Case Study

Challenge: Government-sponsored enterprises are accustomed to understanding the scope of risks found within internally developed models. The landscape of business these days universally includes using software from third-party vendors. These software can contain artificial intelligence (AI) or machine learning (ML) models with similar, but different, risks than models evaluated by traditional model risk management (MRM) practices. Consequently, enterprises must define, inventory, and assess these risks and develop a standardized process that enables a thorough review and understanding of risks without stifling business usages and draining time and resources every time software is updated or a third-party company rolls out a new product. A significant challenge is that most models are proprietary and information is limited to what the vendors will allow or to performing a full validation yourself. Summit was tasked with assisting and providing feedback to the government-sponsored enterprise MRM team to shape the process.

Solution: To properly understand what the model is and identify any involved risks, Summit started by obtaining information on several aspects of the software. First and most important was determining whether the software truly contained an AI/ML model(s) within it. Many marketing teams attach buzzwords without a true justification. Once a model was identified, the next step was to determine the type of model. Different types of models inherently contain different types of risks, which helped reveal the types of questions to pose about the software or model’s usage. Examples of some models and their risks are models dealing with natural language processing that can amplify bias based on the language they were trained on. Alternatively, some model architecture uses boosting to correct itself over time, which presents a risk to where the company’s data is being housed and if this data could be extracted from those models.

Though the MRM team could glean inherent risks based on just the information listed above, the main understanding of the risks these models posed to the company stems from understanding how they were being used. A model being used for business process improvement (such as giving recommendations on the next word to use in a sentence) are lower risk due to a reliance on human involvement to evaluate and choose whether to apply the model’s output. A higher risk would be a model that triggers additional processes without human intervention, such as establishing if a user should be prompted for a two-factor authentication prompt if a model deemed certain criteria were met. Other reasons for a model having higher risk are that the output cannot be evaluated for accuracy easily (or at all), how the training data was collected and if legal risks could be found based on using such data, and whether government-sponsored enterprise data was being used for later training or could be exposed by downstream processes. Throughout this process, there is communication between the MRM team and model owners (employees whose responsibility is to be the steward and point person within the company to the vendor).

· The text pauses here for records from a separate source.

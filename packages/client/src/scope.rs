//! Admin-panel endpoint scoping.
//!
//! Some group endpoints exist twice: once for members under `groups/`, once
//! for community administrators under `manage/communities/{id}/groups/`. The
//! caller picks which with a [`Scope`]; nothing is read from global routing
//! state.

use community_groups::CommunityId;

/// Route fragment of the community-profile admin pages.
pub const ADMIN_COMMUNITY_PROFILE_ROUTE: &str = "/admin/community-profile";

#[derive(Debug, Clone, Default, PartialEq, Eq)]
pub enum Scope {
    #[default]
    Standard,
    Admin { community_id: CommunityId },
}

impl Scope {
    pub fn admin(community_id: impl Into<CommunityId>) -> Self {
        Scope::Admin {
            community_id: community_id.into(),
        }
    }

    /// Derive the scope from the current page: admin when `pathname` is under
    /// the community-profile admin route and a community slug is known.
    pub fn from_route(pathname: &str, community_slug: Option<&str>) -> Self {
        match community_slug {
            Some(slug) if !slug.is_empty() && pathname.contains(ADMIN_COMMUNITY_PROFILE_ROUTE) => {
                Scope::admin(slug)
            }
            _ => Scope::Standard,
        }
    }

    pub fn is_admin(&self) -> bool {
        matches!(self, Scope::Admin { .. })
    }

    /// Base URL of the scoped group endpoints, given the group API prefix
    /// (`…/group/`).
    pub fn groups_base(&self, group_api_base: &str) -> String {
        let root = group_api_base.trim_end_matches('/');
        match self {
            Scope::Standard => format!("{root}/groups/"),
            Scope::Admin { community_id } => format!(
                "{root}/manage/communities/{}/groups/",
                urlencoding::encode(community_id)
            ),
        }
    }
}
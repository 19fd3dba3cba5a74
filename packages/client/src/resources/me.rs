//! `me/` endpoints: the caller's communities and groups.

use std::sync::Arc;

use community_groups_api::manage::CommunityOrder;
use community_groups_api::me::{GroupViewType, MyGroupsQuery, SearchDiscoverParams};
use community_groups_api::{DiscoverResponse, GroupTreeResponse, ListParams};
use serde_json::Value;

use super::resource_dispatcher;
use crate::context::ApiContext;
use crate::dispatcher::{data_field, segment, to_body, to_query, Dispatcher, RequestOptions};
use crate::error::ApiError;

#[derive(Clone)]
pub struct GroupMeApi {
    http: Dispatcher,
}

impl GroupMeApi {
    pub fn new(ctx: Arc<ApiContext>) -> Self {
        Self {
            http: resource_dispatcher(ctx, "me/"),
        }
    }

    pub fn dispatcher(&self) -> &Dispatcher {
        &self.http
    }

    pub async fn can_manage_tags(&self, community_id: &str) -> Result<bool, ApiError> {
        let options = RequestOptions::new().path(format!(
            "permissions/can-cud-tags/community/{}",
            segment(community_id)
        ));
        let data = data_field(self.http.do_get(options).await?);
        Ok(data.as_bool().unwrap_or(false))
    }

    pub async fn get_owned_communities(&self) -> Result<Value, ApiError> {
        let options = RequestOptions::new().path("communities/owned");
        Ok(data_field(self.http.do_get(options).await?))
    }

    pub async fn update_community_orders(&self, orders: &[CommunityOrder]) -> Result<Value, ApiError> {
        let options = RequestOptions::new()
            .path("communities/order")
            .body(to_body(&orders)?);
        self.http.do_put(options).await
    }

    pub async fn get_my_communities(&self) -> Result<DiscoverResponse, ApiError> {
        let options = RequestOptions::new().path("communities");
        self.http.dispatch_as(options).await
    }

    /// The caller's groups in one community, flat or as a tree. Member
    /// previews are always requested.
    pub async fn get_my_groups(
        &self,
        community_id: &str,
        view: GroupViewType,
        list: ListParams,
    ) -> Result<GroupTreeResponse, ApiError> {
        let query = MyGroupsQuery::new(view, list);
        let options = RequestOptions::new()
            .path(format!("communities/{}/groups", segment(community_id)))
            .query(to_query(&query)?);
        self.http.dispatch_as(options).await
    }

    pub async fn get_your_groups(&self, params: &ListParams) -> Result<DiscoverResponse, ApiError> {
        let options = RequestOptions::new().path("groups").query(to_query(params)?);
        self.http.dispatch_as(options).await
    }

    /// Groups the caller manages.
    pub async fn get_managed_groups(&self, params: &ListParams) -> Result<DiscoverResponse, ApiError> {
        let options = RequestOptions::new()
            .path("groups/manage")
            .query(to_query(params)?);
        self.http.dispatch_as(options).await
    }

    /// Search groups across the caller's communities.
    ///
    /// A level-0 hit is a community's root group; its `id` is replaced by
    /// the community id so links open the community page.
    pub async fn search_discover(
        &self,
        params: &SearchDiscoverParams,
    ) -> Result<DiscoverResponse, ApiError> {
        let options = RequestOptions::new()
            .path("search/groups")
            .query(to_query(params)?);
        let mut response: DiscoverResponse = self.http.dispatch_as(options).await?;
        for item in &mut response.data {
            if item.group.level == Some(0) {
                if let Some(community) = &item.community {
                    item.group.id = community.id.clone();
                }
            }
        }
        Ok(response)
    }
}
//! Parameters for the community administration endpoints
//! (`manage/communities/`).

use community_groups::{CommunityId, GroupId, UserId};
use serde::{Deserialize, Serialize};

use crate::list::{ListParams, SortOrder};

/// One entry of the caller's community ordering.
#[derive(Debug, Clone, Serialize, Deserialize, PartialEq, Eq)]
pub struct CommunityOrder {
    pub id: CommunityId,
}

/// `GET manage/communities/{id}/groups`.
#[derive(Debug, Clone, Default, Serialize, Deserialize, PartialEq, Eq)]
pub struct GroupsAsAdminParams {
    #[serde(flatten)]
    pub list: ListParams,

    #[serde(skip_serializing_if = "Option::is_none")]
    pub sort: Option<String>,
}

/// Groups a given member belongs to, optionally only those they administer.
#[derive(Debug, Clone, Default, PartialEq, Eq)]
pub struct MemberGroupsParams {
    pub community_id: CommunityId,
    pub user_id: UserId,
    pub is_admin: bool,
    pub list: ListParams,
}

/// A group set: a named bundle of groups new members can be added to at once.
#[derive(Debug, Clone, Serialize, Deserialize, PartialEq, Eq)]
pub struct GroupSetPayload {
    pub name: String,
    pub description: Option<String>,
    pub group_ids: Vec<GroupId>,
}

/// Body of `PUT manage/communities/{id}/group-sets`.
///
/// The backend takes the set id inside the body rather than the path.
#[derive(Debug, Clone, Serialize, Deserialize, PartialEq, Eq)]
#[serde(rename_all = "camelCase")]
pub struct EditGroupSetParams {
    pub community_id: CommunityId,
    pub group_set_id: String,
    pub data: GroupSetPayload,
}

#[derive(Debug, Clone, PartialEq, Eq)]
pub struct GroupSetRef {
    pub community_id: CommunityId,
    pub group_set_id: String,
}

/// Identifies one group within a community, for archive and restore.
#[derive(Debug, Clone, PartialEq, Eq)]
pub struct CommunityGroupRef {
    pub community_id: CommunityId,
    pub group_id: GroupId,
}

/// `PUT manage/communities/{id}/referral`.
#[derive(Debug, Clone, Serialize, Deserialize, PartialEq, Eq)]
pub struct ReferralUpdate {
    pub is_active: bool,
}

/// What an activity-log entry is about.
#[derive(Debug, Clone, Copy, Serialize, Deserialize, PartialEq, Eq)]
#[serde(rename_all = "UPPERCASE")]
pub enum ActivityObjectType {
    Group,
    Member,
}

/// `GET manage/communities/{id}/activity-logs`.
///
/// `from` and `to` are epoch milliseconds.
#[derive(Debug, Clone, Default, Serialize, Deserialize, PartialEq, Eq)]
pub struct ActivityLogParams {
    #[serde(skip_serializing_if = "Option::is_none")]
    pub limit: Option<u32>,
    #[serde(skip_serializing_if = "Option::is_none")]
    pub page: Option<u32>,
    #[serde(skip_serializing_if = "Option::is_none")]
    pub sort: Option<SortOrder>,
    #[serde(skip_serializing_if = "Option::is_none")]
    pub group_id: Option<GroupId>,
    #[serde(skip_serializing_if = "Option::is_none")]
    pub object_id: Option<UserId>,
    #[serde(skip_serializing_if = "Option::is_none")]
    pub object_type: Option<ActivityObjectType>,
    #[serde(skip_serializing_if = "Option::is_none")]
    pub from: Option<i64>,
    #[serde(skip_serializing_if = "Option::is_none")]
    pub to: Option<i64>,
}

impl ActivityLogParams {
    pub const DEFAULT_LIMIT: u32 = 20;
    pub const DEFAULT_PAGE: u32 = 1;

    /// Fill unset paging fields: 20 per page, first page, newest first.
    pub fn with_defaults(mut self) -> Self {
        self.limit.get_or_insert(Self::DEFAULT_LIMIT);
        self.page.get_or_insert(Self::DEFAULT_PAGE);
        self.sort.get_or_insert(SortOrder::Desc);
        self
    }
}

Once the software is thoroughly researched and an understanding of the risks determined, the findings are presented to the model owner and the VP over the section where this software is being deployed. Once all parties agree (including MRM and the owners), all information is formally confirmed and documented. If the initial assessment finds full validation is necessary, then additional steps are taken to understand the model’s full scope and evaluate the outputs. If the risk is low enough, then the initial assessment is enough for approval of usage with the understanding that changes to either the usage of the model or the model itself would require an additional assessment. The frequency of these assessments is mitigated by the categorization of the model’s capabilities as functional libraries. For example, a model’s functional library is that of optical character recognition. If the model goes through an update, but the underlying model does not perform a different task, then no additional assessment is necessary. Actions other than documentation will only need to be taken if additional methods are added to the functional library of the software.

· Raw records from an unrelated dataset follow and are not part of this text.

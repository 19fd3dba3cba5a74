//! `manage/communities/` endpoints for community administrators.

use std::sync::Arc;

use community_groups::{ReferralInfo, UserId};
use community_groups_api::community::UserIdsBody;
use community_groups_api::manage::{
    ActivityLogParams, CommunityGroupRef, CommunityOrder, EditGroupSetParams, GroupSetPayload,
    GroupSetRef, GroupsAsAdminParams, MemberGroupsParams, ReferralUpdate,
};
use community_groups_api::{ListParams, ReferralResponse};
use serde_json::Value;

use super::resource_dispatcher;
use crate::context::ApiContext;
use crate::dispatcher::{data_field, segment, to_body, to_query, Dispatcher, RequestOptions};
use crate::error::ApiError;

#[derive(Clone)]
pub struct GroupManageApi {
    http: Dispatcher,
}

impl GroupManageApi {
    pub fn new(ctx: Arc<ApiContext>) -> Self {
        Self {
            http: resource_dispatcher(ctx, "manage/communities/"),
        }
    }

    pub fn dispatcher(&self) -> &Dispatcher {
        &self.http
    }

    pub async fn get_owned_communities(&self) -> Result<Value, ApiError> {
        let options = RequestOptions::new().path("me/communities/owned");
        Ok(data_field(self.http.do_get(options).await?))
    }

    pub async fn update_community_orders(&self, orders: &[CommunityOrder]) -> Result<Value, ApiError> {
        let options = RequestOptions::new()
            .path("me/communities/order")
            .body(to_body(&orders)?);
        self.http.do_put(options).await
    }

    pub async fn get_groups_as_admin(
        &self,
        community_id: &str,
        params: &GroupsAsAdminParams,
    ) -> Result<Value, ApiError> {
        let options = RequestOptions::new()
            .path(format!("{}/groups", segment(community_id)))
            .query(to_query(params)?);
        Ok(data_field(self.http.do_get(options).await?))
    }

    pub async fn get_default_group_sets(&self, community_id: &str) -> Result<Value, ApiError> {
        let options =
            RequestOptions::new().path(format!("{}/group-sets-default", segment(community_id)));
        Ok(data_field(self.http.do_get(options).await?))
    }

    pub async fn get_members_as_admin(
        &self,
        community_id: &str,
        params: &ListParams,
    ) -> Result<Value, ApiError> {
        let options = RequestOptions::new()
            .path(format!("{}/members", segment(community_id)))
            .query(to_query(params)?);
        Ok(data_field(self.http.do_get(options).await?))
    }

    /// Groups `user_id` belongs to, or administers when `is_admin` is set.
    /// Blank ids short-circuit to an empty list without a request.
    pub async fn get_user_joined_groups(&self, params: &MemberGroupsParams) -> Result<Value, ApiError> {
        if params.community_id.trim().is_empty() || params.user_id.trim().is_empty() {
            return Ok(Value::Array(Vec::new()));
        }
        let mut path = format!(
            "{}/users/{}/groups",
            segment(&params.community_id),
            segment(&params.user_id)
        );
        if params.is_admin {
            path.push_str("/as-admin");
        }
        let options = RequestOptions::new()
            .path(path)
            .query(to_query(&params.list)?);
        Ok(data_field(self.http.do_get(options).await?))
    }

    // --- group sets ---------------------------------------------------------

    pub async fn get_group_sets(
        &self,
        community_id: &str,
        params: &ListParams,
    ) -> Result<Value, ApiError> {
        let options = RequestOptions::new()
            .path(format!("{}/group-sets", segment(community_id)))
            .query(to_query(params)?);
        Ok(data_field(self.http.do_get(options).await?))
    }

    pub async fn create_group_set(
        &self,
        community_id: &str,
        payload: &GroupSetPayload,
    ) -> Result<Value, ApiError> {
        let options = RequestOptions::new()
            .path(format!("{}/group-sets", segment(community_id)))
            .body(to_body(payload)?);
        self.http.do_post(options).await
    }

    /// The set id travels in the body, not the path.
    pub async fn edit_group_set(&self, params: &EditGroupSetParams) -> Result<Value, ApiError> {
        let options = RequestOptions::new()
            .path(format!("{}/group-sets", segment(&params.community_id)))
            .body(to_body(params)?);
        self.http.do_put(options).await
    }

    pub async fn delete_group_set(&self, set: &GroupSetRef) -> Result<Value, ApiError> {
        let options = RequestOptions::new().path(Self::group_set_path(set));
        self.http.do_delete(options).await
    }

    pub async fn remove_default_group_set(&self, community_id: &str) -> Result<Value, ApiError> {
        let options =
            RequestOptions::new().path(format!("{}/group-sets-default", segment(community_id)));
        self.http.do_delete(options).await
    }

    /// Starts a background job; poll it with
    /// [`get_add_member_progress`](Self::get_add_member_progress).
    pub async fn add_members_to_group_set(
        &self,
        set: &GroupSetRef,
        user_ids: &[UserId],
    ) -> Result<Value, ApiError> {
        let options = RequestOptions::new()
            .path(format!("{}/members", Self::group_set_path(set)))
            .body(to_body(&UserIdsBody {
                user_ids: user_ids.to_vec(),
            })?);
        self.http.do_post(options).await
    }

    pub async fn get_add_member_progress(
        &self,
        community_id: &str,
        job_id: &str,
    ) -> Result<Value, ApiError> {
        let options = RequestOptions::new().path(format!(
            "{}/group-sets/members/{}",
            segment(community_id),
            segment(job_id)
        ));
        self.http.do_get(options).await
    }

    pub async fn make_group_set_default(&self, set: &GroupSetRef) -> Result<Value, ApiError> {
        let options = RequestOptions::new().path(format!("{}/default", Self::group_set_path(set)));
        self.http.do_get(options).await
    }

    pub async fn get_groups_in_group_sets(&self, community_id: &str) -> Result<Value, ApiError> {
        let options = RequestOptions::new()
            .path(format!("{}/group-ids-in-all-group-sets", segment(community_id)));
        Ok(data_field(self.http.do_get(options).await?))
    }

    // --- archive ------------------------------------------------------------

    pub async fn archive_group(&self, target: &CommunityGroupRef) -> Result<Value, ApiError> {
        self.put_group_state(target, "archive").await
    }

    pub async fn restore_group(&self, target: &CommunityGroupRef) -> Result<Value, ApiError> {
        self.put_group_state(target, "restore").await
    }

    // --- misc ---------------------------------------------------------------

    /// Whether the caller may create, update and delete tags in the
    /// community.
    pub async fn can_manage_tags(&self, community_id: &str) -> Result<bool, ApiError> {
        let options = RequestOptions::new().path(format!(
            "me/permissions/can-cud-tags/community/{}",
            segment(community_id)
        ));
        let data = data_field(self.http.do_get(options).await?);
        Ok(data.as_bool().unwrap_or(false))
    }

    /// `None` when the community has no referral code yet.
    pub async fn get_referral_info(&self, community_id: &str) -> Result<Option<ReferralInfo>, ApiError> {
        let options = RequestOptions::new()
            .path(format!("{}/referral", segment(community_id)))
            .with_error_handle();
        let response: ReferralResponse = self.http.dispatch_as(options).await?;
        Ok(response.data)
    }

    pub async fn update_referral_info(
        &self,
        community_id: &str,
        update: &ReferralUpdate,
    ) -> Result<Value, ApiError> {
        let options = RequestOptions::new()
            .path(format!("{}/referral", segment(community_id)))
            .body(to_body(update)?);
        self.http.do_put(options).await
    }

    /// Unset paging fields default to 20 per page, page 1, newest first.
    pub async fn get_activity_logs(
        &self,
        community_id: &str,
        params: ActivityLogParams,
    ) -> Result<Value, ApiError> {
        let options = RequestOptions::new()
            .path(format!("{}/activity-logs", segment(community_id)))
            .query(to_query(&params.with_defaults())?);
        self.http.do_get(options).await
    }

    fn group_set_path(set: &GroupSetRef) -> String {
        format!(
            "{}/group-sets/{}",
            segment(&set.community_id),
            segment(&set.group_set_id)
        )
    }

    async fn put_group_state(&self, target: &CommunityGroupRef, state: &str) -> Result<Value, ApiError> {
        let options = RequestOptions::new().path(format!(
            "{}/groups/{}/{state}",
            segment(&target.community_id),
            segment(&target.group_id)
        ));
        self.http.do_put(options).await
    }
}

#[cfg(test)]
mod tests {
    use super::*;
    use crate::test_support::{context, spawn_echo_server, spawn_mock_server};
    use axum::http::StatusCode;
    use axum::routing::get;
    use axum::{Json, Router};
    use community_groups_api::manage::ActivityObjectType;
    use serde_json::json;

    const COMMUNITY_ID: &str = "3f0c7b52-9d1e-4a7f-8c2b-5e6d7f8a9b0c";

    #[tokio::test]
    async fn joined_groups_blank_ids_short_circuit() {
        let (ctx, _) = context("http://127.0.0.1:9/");
        let out = GroupManageApi::new(ctx)
            .get_user_joined_groups(&MemberGroupsParams {
                community_id: COMMUNITY_ID.into(),
                user_id: "".into(),
                ..Default::default()
            })
            .await
            .unwrap();
        assert_eq!(out, json!([]));
    }

    #[tokio::test]
    async fn joined_groups_as_admin_suffix() {
        let (ctx, _) = context(&spawn_echo_server().await);
        let echo = GroupManageApi::new(ctx)
            .get_user_joined_groups(&MemberGroupsParams {
                community_id: COMMUNITY_ID.into(),
                user_id: "u1".into(),
                is_admin: true,
                list: ListParams::page(5, 10),
            })
            .await
            .unwrap();
        assert_eq!(
            echo["path"],
            format!("/v1/group/manage/communities/{COMMUNITY_ID}/users/u1/groups/as-admin")
        );
        assert_eq!(echo["query"], "limit=5&offset=10");
    }

    #[tokio::test]
    async fn activity_log_defaults_in_query() {
        let (ctx, _) = context(&spawn_echo_server().await);
        let resp = GroupManageApi::new(ctx)
            .get_activity_logs(
                COMMUNITY_ID,
                ActivityLogParams {
                    object_type: Some(ActivityObjectType::Member),
                    ..Default::default()
                },
            )
            .await
            .unwrap();
        assert_eq!(
            resp["data"]["query"],
            "limit=20&object_type=MEMBER&page=1&sort=desc"
        );
    }

    #[tokio::test]
    async fn edit_group_set_body_is_camel_case() {
        let (ctx, _) = context(&spawn_echo_server().await);
        let resp = GroupManageApi::new(ctx)
            .edit_group_set(&EditGroupSetParams {
                community_id: COMMUNITY_ID.into(),
                group_set_id: "s1".into(),
                data: GroupSetPayload {
                    name: "Onboarding".into(),
                    description: None,
                    group_ids: vec![],
                },
            })
            .await
            .unwrap();
        assert_eq!(resp["data"]["method"], "PUT");
        assert_eq!(resp["data"]["body"]["groupSetId"], "s1");
    }

    #[tokio::test]
    async fn owned_communities_nest_under_manage() {
        let (ctx, _) = context(&spawn_echo_server().await);
        let echo = GroupManageApi::new(ctx).get_owned_communities().await.unwrap();
        assert_eq!(echo["path"], "/v1/group/manage/communities/me/communities/owned");
    }

    #[tokio::test]
    async fn can_manage_tags_reads_bool() {
        let app = Router::new().route(
            "/v1/group/manage/communities/me/permissions/can-cud-tags/community/{id}",
            get(|| async { Json(json!({ "code": "api.ok", "data": true })) }),
        );
        let (ctx, _) = context(&spawn_mock_server(app).await);
        assert!(GroupManageApi::new(ctx).can_manage_tags(COMMUNITY_ID).await.unwrap());
    }

    #[tokio::test]
    async fn referral_missing_is_none() {
        let app = Router::new().route(
            "/v1/group/manage/communities/{id}/referral",
            get(|| async {
                (
                    StatusCode::NOT_FOUND,
                    Json(json!({ "code": "referral.not_found", "data": null,
                                 "meta": { "message": "No referral" } })),
                )
            }),
        );
        let (ctx, _) = context(&spawn_mock_server(app).await);
        let info = GroupManageApi::new(ctx)
            .get_referral_info(COMMUNITY_ID)
            .await
            .unwrap();
        assert_eq!(info, None);
    }

    #[tokio::test]
    async fn archive_and_restore_paths() {
        let (ctx, _) = context(&spawn_echo_server().await);
        let api = GroupManageApi::new(ctx);
        let target = CommunityGroupRef {
            community_id: COMMUNITY_ID.into(),
            group_id: "g1".into(),
        };
        let resp = api.archive_group(&target).await.unwrap();
        assert_eq!(
            resp["data"]["path"],
            format!("/v1/group/manage/communities/{COMMUNITY_ID}/groups/g1/archive")
        );
        let resp = api.restore_group(&target).await.unwrap();
        assert!(resp["data"]["path"].as_str().unwrap().ends_with("/g1/restore"));
    }
}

Result: With the support of the Summit team, the government-sponsored enterprise MRM team now has the infrastructure in place to allow innovation within the business by establishing a process to quickly understand risks associated with AI/ML models contained within third-party software. This infrastructure decreases the unnecessary concerns with adopting incoming or upgrading software so the rest of the business can focus on implementation and the benefits the software brings. This process also alleviates potential anxiety around risks, as nearly all current models have been inventoried and rated. The next steps for the project are to continue supporting incoming work and to expand the findings and results of this project to third-party models that contain generative AI, which increases the complexity of evaluating the software for risks.